An act of compassion as lending a helping hand on farmlands of the old or the sick (called Senessounian) is also celebrated with music and dance. Upon his return, Mamady’s sister performs the Moribayassa. No matter what the occasion, we find that the djembe is always present. Many instances in the documentary reiterate that the djembe and the African music are mutually inclusive. It is one of the key elements driving the music.
Their firm beliefs are deeply rooted in the culture. They half contribute to the richness of art. For instance, the master attributes years of his tireless and painless playing to a treatment with the extract of a ‘special plant’ done by his first teacher, Karinkajdan Kondé.

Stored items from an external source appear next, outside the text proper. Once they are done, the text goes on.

mod common;

use std::sync::Arc;

use anyhow::Result;
use serde_json::Value;

use tcg_console::http::{Params, Upload, REQUEST_FAILED_NOTICE, SESSION_EXPIRED_NOTICE};
use tcg_console::storage::{MemoryStorage, Storage, ACCESS_TOKEN_KEY, REFRESH_TOKEN_KEY, USER_INFO_KEY, USER_NAME_KEY};
use tcg_console::ConsoleError;

use common::{MockBackend, RecordingNotifier, ACCESS_TOKEN};

#[tokio::test]
async fn envelope_data_is_unwrapped() -> Result<()> {
    let backend = MockBackend::start().await?;
    let client = backend.client(MemoryStorage::shared(), Arc::new(RecordingNotifier::default()));

    let modules: Vec<String> = client.get("/requirements/modules").await?;
    assert_eq!(modules, vec!["auth".to_string(), "billing".to_string()]);
    Ok(())
}

#[tokio::test]
async fn business_error_carries_code_and_notifies() -> Result<()> {
    let backend = MockBackend::start().await?;
    let notifier = Arc::new(RecordingNotifier::default());
    let client = backend.client(MemoryStorage::shared(), notifier.clone());

    let err = client.get::<Value>("/business").await.unwrap_err();
    match err {
        ConsoleError::Business { code, ref message } => {
            assert_eq!(code, 4001);
            assert_eq!(message, "需求不存在");
        }
        other => panic!("expected business error, got {:?}", other),
    }
    assert_eq!(notifier.notices(), vec!["需求不存在".to_string()]);
    Ok(())
}

#[tokio::test]
async fn unauthorized_clears_session_keys() -> Result<()> {
    let backend = MockBackend::start().await?;
    let storage = MemoryStorage::shared();
    storage.set(ACCESS_TOKEN_KEY, ACCESS_TOKEN)?;
    storage.set(REFRESH_TOKEN_KEY, "refresh")?;
    storage.set(USER_INFO_KEY, r#"{"id":1,"username":"alice"}"#)?;
    storage.set(USER_NAME_KEY, "alice")?;

    let notifier = Arc::new(RecordingNotifier::default());
    let client = backend.client(storage.clone(), notifier.clone());

    let err = client.get::<Value>("/expired").await.unwrap_err();
    assert!(matches!(err, ConsoleError::SessionExpired));
    assert!(err.is_auth_error());

    assert_eq!(storage.get(ACCESS_TOKEN_KEY), None);
    assert_eq!(storage.get(REFRESH_TOKEN_KEY), None);
    assert_eq!(storage.get(USER_INFO_KEY), None);
    // not part of the session triple
    assert_eq!(storage.get(USER_NAME_KEY).as_deref(), Some("alice"));

    assert_eq!(notifier.notices(), vec![SESSION_EXPIRED_NOTICE.to_string()]);
    Ok(())
}

#[tokio::test]
async fn http_error_prefers_server_message() -> Result<()> {
    let backend = MockBackend::start().await?;
    let notifier = Arc::new(RecordingNotifier::default());
    let client = backend.client(MemoryStorage::shared(), notifier.clone());

    let err = client.get::<Value>("/broken").await.unwrap_err();
    match err {
        ConsoleError::Http { status, ref message } => {
            assert_eq!(status, 500);
            assert_eq!(message, "database down");
        }
        other => panic!("expected http error, got {:?}", other),
    }
    assert_eq!(notifier.notices(), vec!["database down".to_string()]);
    Ok(())
}

#[tokio::test]
async fn unknown_route_is_an_http_error() -> Result<()> {
    let backend = MockBackend::start().await?;
    let client = backend.client(MemoryStorage::shared(), Arc::new(RecordingNotifier::default()));

    let err = client.get::<Value>("/does-not-exist").await.unwrap_err();
    assert!(matches!(err, ConsoleError::Http { status: 404, .. }));
    assert_ne!(err.error_code(), "SESSION_EXPIRED");
    Ok(())
}

#[tokio::test]
async fn transport_failure_is_reported() -> Result<()> {
    let port = portpicker::pick_unused_port().expect("free port");
    let mut config = tcg_console::config::ConsoleConfig::from_env();
    config.api.base_url = format!("http://127.0.0.1:{}/api", port);
    config.api.timeout_secs = 2;

    let notifier = Arc::new(RecordingNotifier::default());
    let client = tcg_console::http::ApiClient::new(&config.api, MemoryStorage::shared(), notifier.clone())?;

    let err = client.get::<Value>("/requirements").await.unwrap_err();
    assert_eq!(err.error_code(), "NETWORK_ERROR");
    assert_eq!(notifier.notices().len(), 1);
    assert_ne!(notifier.notices()[0], REQUEST_FAILED_NOTICE);
    Ok(())
}

#[tokio::test]
async fn blob_download_bypasses_envelope() -> Result<()> {
    let backend = MockBackend::start().await?;
    let storage = MemoryStorage::shared();
    storage.set(ACCESS_TOKEN_KEY, ACCESS_TOKEN)?;
    let client = backend.client(storage, Arc::new(RecordingNotifier::default()));

    let blob = client.get_blob("/testcases/export", &Params::new()).await?;
    assert_eq!(blob.bytes, vec![0x50, 0x4b, 0x03, 0x04]);
    assert_eq!(blob.filename.as_deref(), Some("testcases.xlsx"));
    assert!(blob
        .content_type
        .as_deref()
        .is_some_and(|ct| ct.contains("spreadsheetml")));
    Ok(())
}

#[tokio::test]
async fn upload_sends_file_field() -> Result<()> {
    let backend = MockBackend::start().await?;
    let client = backend.client(MemoryStorage::shared(), Arc::new(RecordingNotifier::default()));

    let upload = Upload::new("cases.xlsx", vec![1, 2, 3, 4, 5]).with_mime("application/octet-stream");
    let result: Value = client.upload("/testcases/import", upload).await?;
    assert_eq!(result["imported"], 1);

    let uploads = backend.state.uploads.lock().unwrap().clone();
    assert_eq!(uploads, vec![("cases.xlsx".to_string(), 5)]);
    Ok(())
}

Having returned to Conakry and the musicians he grew up with, even after 6 years, they shared a non-verbal understanding of the way each one played. Mamady mentioned that he never has to worry about his solos when playing with them because of this understanding and the fact that they’re incredibly skilled. Also, because this music and the rhythm runs in their blood.
Playing the djembe is an arduous activity but he never seems to treat it as such. He is as natural and effortless as they come. Every beat translates to an expression. He is testimony to the fact that skill is not the only asset necessary for musicianship. Our experiences, the magnitude of our surrender shape the delivery of that skill.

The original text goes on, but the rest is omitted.